Tarcov spoke on Niccolo Machiavelli and the American Founders, showing parallels between Machiavelli’s philosophies on constitutions and law with the thoughts laid down within the Federalist papers.
It was stated at the beginning of the lecture by Chair of the Interdisciplinary Studies Division Chris Lynch that Tarcov has taught more of Carthage’s professors than any other singular individual, having served in the role of teacher for Director of the Honors Program Paul Ulrich, Director of the Social Science Program Thomas Powers and Lynch himself.
Past the honor of having Carthage “intellectual grandfather” of sorts speak, Tarcov himself is an incredibly impressive individual. He belongs to University of Chicago’s world renowned Committee of Social Thought.
Tarcov has also published numerous books on John Locke (“Locke’s Education for Liberty” and “John Locke’s Some Thoughts Concerning Education and Conduct of the Understanding,” the latter written in tangent with Ruth Grant), on Jean Jacques Rousseau (“The Legacy of Rousseau” with Clifford Orwin) and translated Machiavelli’s “Discourses on Livy” with Harvey Mansfield (this translation is the version most commonly used at Carthage College).
As is indicated by his work, Tarcov’s areas of interest include political theory, particularly in regards to education and the family, as well as having an interest in U.S. foreign policy. Moreover, he is the Director of the Political Theory Workshop and the Leo Strauss Center.

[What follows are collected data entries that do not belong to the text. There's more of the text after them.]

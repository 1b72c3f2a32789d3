use std::collections::BTreeMap;

use chrono::{Datelike, NaiveDate, Timelike};
use serde::Serialize;
use smallvec::SmallVec;

use crate::stats::{mean, sample_std_dev};
use crate::types::{MetricId, MetricSeries};

/// Aggregate of the samples that fell into one time bucket
#[derive(Debug, Clone, Copy, PartialEq, Serialize)]
pub struct BucketStats {
    pub mean: f64,
    pub max: f64,
    pub std_dev: f64,
    pub count: usize,
}

impl BucketStats {
    fn from_values(values: &[f64]) -> Self {
        let mu = mean(values);
        Self {
            mean: mu,
            max: values.iter().copied().fold(f64::NEG_INFINITY, f64::max),
            std_dev: sample_std_dev(values, mu),
            count: values.len(),
        }
    }
}

/// Time-of-day and calendar groupings of one metric.
///
/// Weekday keys count from Monday = 0. `weekday` and `daily` are only
/// populated when the series covers more than one calendar day.
#[derive(Debug, Clone, PartialEq, Serialize)]
pub struct TimePatterns {
    pub metric: MetricId,
    pub hourly: BTreeMap<u32, BucketStats>,
    pub weekday: Option<BTreeMap<u32, BucketStats>>,
    pub daily: Option<BTreeMap<NaiveDate, BucketStats>>,
}

impl TimePatterns {
    /// Hours with the highest mean, highest first. Ties go to the earlier hour.
    pub fn peak_hours(&self, n: usize) -> SmallVec<[u32; 4]> {
        let mut hours: Vec<(u32, f64)> = self.hourly.iter().map(|(h, b)| (*h, b.mean)).collect();
        hours.sort_by(|a, b| b.1.total_cmp(&a.1).then(a.0.cmp(&b.0)));
        hours.into_iter().take(n).map(|(h, _)| h).collect()
    }

    pub fn spans_multiple_days(&self) -> bool {
        self.daily.is_some()
    }
}

pub fn analyze_time_patterns(series: &MetricSeries) -> TimePatterns {
    let mut by_hour: BTreeMap<u32, Vec<f64>> = BTreeMap::new();
    let mut by_weekday: BTreeMap<u32, Vec<f64>> = BTreeMap::new();
    let mut by_date: BTreeMap<NaiveDate, Vec<f64>> = BTreeMap::new();

    for sample in series.samples() {
        let ts = sample.timestamp;
        by_hour.entry(ts.hour()).or_default().push(sample.value);
        by_weekday
            .entry(ts.weekday().num_days_from_monday())
            .or_default()
            .push(sample.value);
        by_date.entry(ts.date_naive()).or_default().push(sample.value);
    }

    let multi_day = by_date.len() > 1;

    TimePatterns {
        metric: series.metric(),
        hourly: aggregate(by_hour),
        weekday: multi_day.then(|| aggregate(by_weekday)),
        daily: multi_day.then(|| aggregate(by_date)),
    }
}

fn aggregate<K: Ord>(buckets: BTreeMap<K, Vec<f64>>) -> BTreeMap<K, BucketStats> {
    buckets
        .into_iter()
        .map(|(k, values)| (k, BucketStats::from_values(&values)))
        .collect()
}

#[cfg(test)]
mod tests {
    use super::*;
    use chrono::{Duration, TimeZone, Utc};

    #[test]
    fn single_day_has_only_hourly_buckets() {
        // 2024-01-01 is a Monday
        let start = Utc.with_ymd_and_hms(2024, 1, 1, 0, 0, 0).unwrap();
        let series = MetricSeries::from_pairs(
            MetricId::Cpu,
            (0..48i64).map(|i| {
                let value = if i / 2 == 14 { 90.0 } else { 20.0 + (i % 2) as f64 };
                (start + Duration::minutes(30 * i), value)
            }),
        )
        .unwrap();

        let patterns = analyze_time_patterns(&series);
        assert_eq!(patterns.hourly.len(), 24);
        assert!(patterns.weekday.is_none());
        assert!(!patterns.spans_multiple_days());

        let peak = patterns.hourly[&14];
        assert_eq!(peak.count, 2);
        assert_eq!(peak.mean, 90.0);
        assert_eq!(peak.std_dev, 0.0);
        assert_eq!(patterns.peak_hours(1).as_slice(), &[14]);
    }

    #[test]
    fn multi_day_adds_weekday_and_date_buckets() {
        let start = Utc.with_ymd_and_hms(2024, 1, 1, 22, 0, 0).unwrap();
        let series = MetricSeries::from_pairs(
            MetricId::Memory,
            (0..4).map(|i| (start + Duration::hours(i), 10.0 * (i + 1) as f64)),
        )
        .unwrap();

        let patterns = analyze_time_patterns(&series);
        let weekday = patterns.weekday.as_ref().unwrap();
        assert_eq!(weekday[&0].count, 2);
        assert_eq!(weekday[&1].count, 2);
        assert_eq!(weekday[&1].mean, 35.0);
        assert_eq!(weekday[&1].max, 40.0);

        let daily = patterns.daily.as_ref().unwrap();
        assert_eq!(daily.len(), 2);
        assert_eq!(daily[&NaiveDate::from_ymd_opt(2024, 1, 1).unwrap()].mean, 15.0);
    }

    #[test]
    fn peak_hours_breaks_ties_by_hour() {
        let start = Utc.with_ymd_and_hms(2024, 1, 1, 0, 0, 0).unwrap();
        let series = MetricSeries::from_pairs(
            MetricId::Cpu,
            [(3, 50.0), (5, 70.0), (9, 50.0), (12, 10.0)]
                .into_iter()
                .map(|(h, v)| (start + Duration::hours(h), v)),
        )
        .unwrap();

        let patterns = analyze_time_patterns(&series);
        assert_eq!(patterns.peak_hours(3).as_slice(), &[5, 3, 9]);
    }
}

With such an honored guest, Carthage students jumped at the opportunity to get to converse with Tarcov. The usual structure of a Hannibal lecture is that the lecture lasts for the first hour, followed by a short break and questions from the crowd beginning with student questions.
During the lecture on Thursday, student questions were so numerous that there was not an opportunity for Tarcov to answer questions from professors, a very rare happening in the realm of the lecture series.
Questions ranged from inquires about political theory such as whether the founders felt a president should be shrewd and in the vision of Machiavelli’s proposed Prince or moral figure, to questions involving the problems of translation.
Tarcov greeted each question with respect and deep consideration while still managing a jovial air, causing uproarious laughter from the audience on multiple occasions.
Directly after the lecture Carthage student Anthony Maratea, ‘13, remarked, “I was very impressed with the parallels that Dr. Tarcov was able to illuminate through his inhumanly careful analysis of the ‘Federalist Papers,’ ‘The Discourses on Livy’ and ‘The Prince,’ which together with his infinite other virtues made for a truly enjoyable Hannibal Lecture.”
Having Tarcov speak here on campus is symbolic of a quite exciting shift happening within Carthage College. Being so many of our teachers’ teacher, he represents the high caliber of professors we all have the honor to learn under.
Furthermore, as he spoke to a room overflowing with students all eager for the opportunity to pick his brain, the lecture helped to expose a certain passion for education not always found on college campuses. As the Niemann Theater emptied and the students continued to converse with each other about the lecture, the general consensus that each of us was grateful to be going to a college that supplied such opportunities.